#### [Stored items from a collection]
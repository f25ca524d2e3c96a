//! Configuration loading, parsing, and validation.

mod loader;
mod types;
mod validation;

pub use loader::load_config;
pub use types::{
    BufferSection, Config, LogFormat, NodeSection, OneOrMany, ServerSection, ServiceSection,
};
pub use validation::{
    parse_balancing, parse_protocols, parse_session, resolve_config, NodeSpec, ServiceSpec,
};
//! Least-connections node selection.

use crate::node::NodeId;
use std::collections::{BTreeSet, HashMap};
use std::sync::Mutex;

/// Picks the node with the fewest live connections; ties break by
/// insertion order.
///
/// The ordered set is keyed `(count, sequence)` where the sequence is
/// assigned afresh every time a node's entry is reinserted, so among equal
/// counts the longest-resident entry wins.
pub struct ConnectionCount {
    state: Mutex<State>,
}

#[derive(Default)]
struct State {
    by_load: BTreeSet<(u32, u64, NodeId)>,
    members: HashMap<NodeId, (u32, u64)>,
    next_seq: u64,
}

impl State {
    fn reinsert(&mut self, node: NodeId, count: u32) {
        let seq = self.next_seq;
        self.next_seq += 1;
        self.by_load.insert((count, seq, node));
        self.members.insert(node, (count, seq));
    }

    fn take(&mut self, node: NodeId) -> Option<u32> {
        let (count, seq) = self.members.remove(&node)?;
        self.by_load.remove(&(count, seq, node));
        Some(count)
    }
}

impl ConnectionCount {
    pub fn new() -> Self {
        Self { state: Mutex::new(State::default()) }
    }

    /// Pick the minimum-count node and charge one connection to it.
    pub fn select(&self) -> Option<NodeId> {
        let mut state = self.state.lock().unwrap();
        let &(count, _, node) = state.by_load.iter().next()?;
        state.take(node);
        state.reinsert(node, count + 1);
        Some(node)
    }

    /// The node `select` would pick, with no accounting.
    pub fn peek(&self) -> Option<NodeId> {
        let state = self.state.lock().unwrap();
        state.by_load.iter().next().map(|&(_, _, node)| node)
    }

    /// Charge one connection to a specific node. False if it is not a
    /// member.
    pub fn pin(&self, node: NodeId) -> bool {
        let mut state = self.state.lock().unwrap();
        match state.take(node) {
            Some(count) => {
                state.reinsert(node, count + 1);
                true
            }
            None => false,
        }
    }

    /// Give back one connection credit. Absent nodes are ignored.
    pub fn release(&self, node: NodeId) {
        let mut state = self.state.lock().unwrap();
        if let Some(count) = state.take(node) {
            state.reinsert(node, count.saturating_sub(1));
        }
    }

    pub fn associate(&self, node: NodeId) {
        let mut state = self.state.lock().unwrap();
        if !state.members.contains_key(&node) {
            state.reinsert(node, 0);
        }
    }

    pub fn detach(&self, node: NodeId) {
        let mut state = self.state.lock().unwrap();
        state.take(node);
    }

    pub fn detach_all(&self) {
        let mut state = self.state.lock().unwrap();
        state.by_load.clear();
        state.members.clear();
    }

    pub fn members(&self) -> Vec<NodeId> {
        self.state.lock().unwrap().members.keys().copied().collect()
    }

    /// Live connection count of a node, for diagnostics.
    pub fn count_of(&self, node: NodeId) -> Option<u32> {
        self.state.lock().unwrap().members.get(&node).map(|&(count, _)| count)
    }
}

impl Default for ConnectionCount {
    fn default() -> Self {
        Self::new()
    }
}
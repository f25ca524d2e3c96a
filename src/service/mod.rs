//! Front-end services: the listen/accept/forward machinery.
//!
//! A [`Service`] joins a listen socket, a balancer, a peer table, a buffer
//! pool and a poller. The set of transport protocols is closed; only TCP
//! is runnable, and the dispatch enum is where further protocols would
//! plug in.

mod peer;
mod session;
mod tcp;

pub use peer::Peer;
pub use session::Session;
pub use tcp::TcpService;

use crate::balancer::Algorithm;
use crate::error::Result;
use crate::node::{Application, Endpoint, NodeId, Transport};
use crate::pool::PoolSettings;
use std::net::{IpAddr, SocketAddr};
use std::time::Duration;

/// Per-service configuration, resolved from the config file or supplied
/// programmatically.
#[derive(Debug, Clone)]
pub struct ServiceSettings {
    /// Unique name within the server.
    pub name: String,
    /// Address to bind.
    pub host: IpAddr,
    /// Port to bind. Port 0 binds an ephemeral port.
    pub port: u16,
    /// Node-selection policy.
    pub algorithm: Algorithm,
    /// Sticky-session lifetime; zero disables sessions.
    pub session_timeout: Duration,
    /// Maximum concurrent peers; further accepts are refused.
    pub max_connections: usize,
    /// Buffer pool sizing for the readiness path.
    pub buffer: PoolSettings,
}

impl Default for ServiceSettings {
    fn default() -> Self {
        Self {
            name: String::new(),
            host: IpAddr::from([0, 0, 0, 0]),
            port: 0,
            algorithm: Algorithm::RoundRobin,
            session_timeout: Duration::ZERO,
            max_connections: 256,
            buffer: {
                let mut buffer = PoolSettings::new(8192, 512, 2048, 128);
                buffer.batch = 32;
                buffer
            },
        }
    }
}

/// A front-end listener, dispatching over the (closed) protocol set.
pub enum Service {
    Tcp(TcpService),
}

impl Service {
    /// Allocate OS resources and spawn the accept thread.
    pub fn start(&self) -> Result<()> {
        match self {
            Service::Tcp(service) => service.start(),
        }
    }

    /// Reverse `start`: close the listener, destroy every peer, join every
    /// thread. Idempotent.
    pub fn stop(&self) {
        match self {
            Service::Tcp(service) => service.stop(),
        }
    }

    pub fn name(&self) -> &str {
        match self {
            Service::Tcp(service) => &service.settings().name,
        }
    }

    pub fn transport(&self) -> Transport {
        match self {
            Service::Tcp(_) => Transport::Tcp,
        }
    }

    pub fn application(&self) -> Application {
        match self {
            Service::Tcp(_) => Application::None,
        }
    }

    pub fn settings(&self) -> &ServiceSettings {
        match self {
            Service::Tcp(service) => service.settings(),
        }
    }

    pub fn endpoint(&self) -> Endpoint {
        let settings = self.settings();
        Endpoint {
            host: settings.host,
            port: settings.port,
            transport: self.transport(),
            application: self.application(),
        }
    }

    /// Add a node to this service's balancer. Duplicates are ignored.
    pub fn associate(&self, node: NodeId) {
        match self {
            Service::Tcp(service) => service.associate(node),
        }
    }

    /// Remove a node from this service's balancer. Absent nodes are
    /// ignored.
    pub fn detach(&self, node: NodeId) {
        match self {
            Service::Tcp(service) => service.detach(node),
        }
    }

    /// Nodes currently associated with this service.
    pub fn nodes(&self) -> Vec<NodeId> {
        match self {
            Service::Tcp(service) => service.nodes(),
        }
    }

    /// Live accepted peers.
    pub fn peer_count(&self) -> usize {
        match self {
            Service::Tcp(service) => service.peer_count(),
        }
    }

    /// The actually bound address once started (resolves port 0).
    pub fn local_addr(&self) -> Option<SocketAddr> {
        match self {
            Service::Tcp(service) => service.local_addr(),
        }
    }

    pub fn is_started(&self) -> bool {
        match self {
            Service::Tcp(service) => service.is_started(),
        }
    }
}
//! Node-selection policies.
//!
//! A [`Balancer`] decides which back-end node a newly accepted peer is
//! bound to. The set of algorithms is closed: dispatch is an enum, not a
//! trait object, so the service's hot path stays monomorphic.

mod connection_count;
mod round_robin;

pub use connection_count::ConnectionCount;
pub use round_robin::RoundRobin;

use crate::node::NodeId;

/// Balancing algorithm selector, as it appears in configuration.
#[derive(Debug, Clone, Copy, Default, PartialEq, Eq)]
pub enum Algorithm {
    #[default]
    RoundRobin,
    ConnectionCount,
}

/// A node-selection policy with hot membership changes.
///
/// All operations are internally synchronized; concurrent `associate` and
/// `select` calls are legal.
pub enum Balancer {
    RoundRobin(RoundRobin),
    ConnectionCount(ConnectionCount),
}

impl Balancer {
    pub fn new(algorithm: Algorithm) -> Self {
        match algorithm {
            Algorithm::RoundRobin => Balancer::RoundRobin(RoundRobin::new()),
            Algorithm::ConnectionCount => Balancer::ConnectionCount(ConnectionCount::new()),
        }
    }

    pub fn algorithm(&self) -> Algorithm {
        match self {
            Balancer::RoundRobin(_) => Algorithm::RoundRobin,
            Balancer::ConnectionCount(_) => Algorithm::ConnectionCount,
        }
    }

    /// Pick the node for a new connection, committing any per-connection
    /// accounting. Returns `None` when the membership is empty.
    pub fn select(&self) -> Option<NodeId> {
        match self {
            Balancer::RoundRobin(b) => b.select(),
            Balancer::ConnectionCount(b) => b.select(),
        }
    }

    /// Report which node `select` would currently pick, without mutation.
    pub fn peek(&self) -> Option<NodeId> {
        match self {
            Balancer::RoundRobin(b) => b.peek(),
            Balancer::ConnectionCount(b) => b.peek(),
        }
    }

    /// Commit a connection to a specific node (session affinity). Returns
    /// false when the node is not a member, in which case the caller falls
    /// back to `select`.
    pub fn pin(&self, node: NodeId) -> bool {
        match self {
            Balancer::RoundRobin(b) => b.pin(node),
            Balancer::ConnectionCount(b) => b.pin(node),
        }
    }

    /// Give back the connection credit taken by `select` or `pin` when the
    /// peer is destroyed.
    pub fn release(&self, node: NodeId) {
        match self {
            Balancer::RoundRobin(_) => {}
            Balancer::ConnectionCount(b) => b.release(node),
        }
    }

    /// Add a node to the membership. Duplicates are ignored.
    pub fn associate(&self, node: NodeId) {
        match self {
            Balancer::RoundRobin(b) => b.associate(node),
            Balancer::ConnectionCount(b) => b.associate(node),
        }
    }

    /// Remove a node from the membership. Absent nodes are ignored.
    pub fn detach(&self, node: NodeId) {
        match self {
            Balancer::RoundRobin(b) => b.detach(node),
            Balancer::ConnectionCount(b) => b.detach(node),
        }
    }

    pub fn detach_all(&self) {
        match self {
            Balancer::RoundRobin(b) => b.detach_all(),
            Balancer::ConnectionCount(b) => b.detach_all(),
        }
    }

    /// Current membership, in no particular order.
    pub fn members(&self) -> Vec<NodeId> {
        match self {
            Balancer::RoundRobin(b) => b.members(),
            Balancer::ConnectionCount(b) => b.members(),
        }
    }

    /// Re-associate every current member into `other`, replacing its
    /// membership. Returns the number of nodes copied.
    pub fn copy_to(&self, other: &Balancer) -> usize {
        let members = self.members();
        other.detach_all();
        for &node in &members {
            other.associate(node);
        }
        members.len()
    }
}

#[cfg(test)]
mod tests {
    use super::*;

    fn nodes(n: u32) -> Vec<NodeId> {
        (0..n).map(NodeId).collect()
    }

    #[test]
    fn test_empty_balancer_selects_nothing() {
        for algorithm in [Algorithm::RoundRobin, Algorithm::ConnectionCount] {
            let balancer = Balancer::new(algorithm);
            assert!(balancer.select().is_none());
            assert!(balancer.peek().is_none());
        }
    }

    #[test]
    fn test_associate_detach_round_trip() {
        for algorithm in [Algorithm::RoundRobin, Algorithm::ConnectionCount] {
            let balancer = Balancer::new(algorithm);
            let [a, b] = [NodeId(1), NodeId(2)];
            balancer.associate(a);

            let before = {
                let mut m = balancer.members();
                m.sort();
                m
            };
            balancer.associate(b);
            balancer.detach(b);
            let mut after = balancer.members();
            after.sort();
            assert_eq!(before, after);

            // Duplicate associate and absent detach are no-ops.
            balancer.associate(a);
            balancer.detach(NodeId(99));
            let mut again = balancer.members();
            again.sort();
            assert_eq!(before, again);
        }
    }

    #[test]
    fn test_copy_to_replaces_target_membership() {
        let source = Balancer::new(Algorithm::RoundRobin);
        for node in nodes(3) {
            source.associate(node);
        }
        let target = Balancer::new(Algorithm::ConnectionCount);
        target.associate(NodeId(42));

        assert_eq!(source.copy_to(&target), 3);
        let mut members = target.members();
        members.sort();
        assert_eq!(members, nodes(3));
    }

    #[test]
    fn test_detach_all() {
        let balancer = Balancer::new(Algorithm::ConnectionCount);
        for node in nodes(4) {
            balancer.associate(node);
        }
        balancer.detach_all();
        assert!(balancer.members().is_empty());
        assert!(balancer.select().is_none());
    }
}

#### [EXERCISE PROMPT]
Throughout the data, tally the lines that hold the string "ServiceSettings" and report the tally alone.

#### [EXERCISE RESPONSE]
3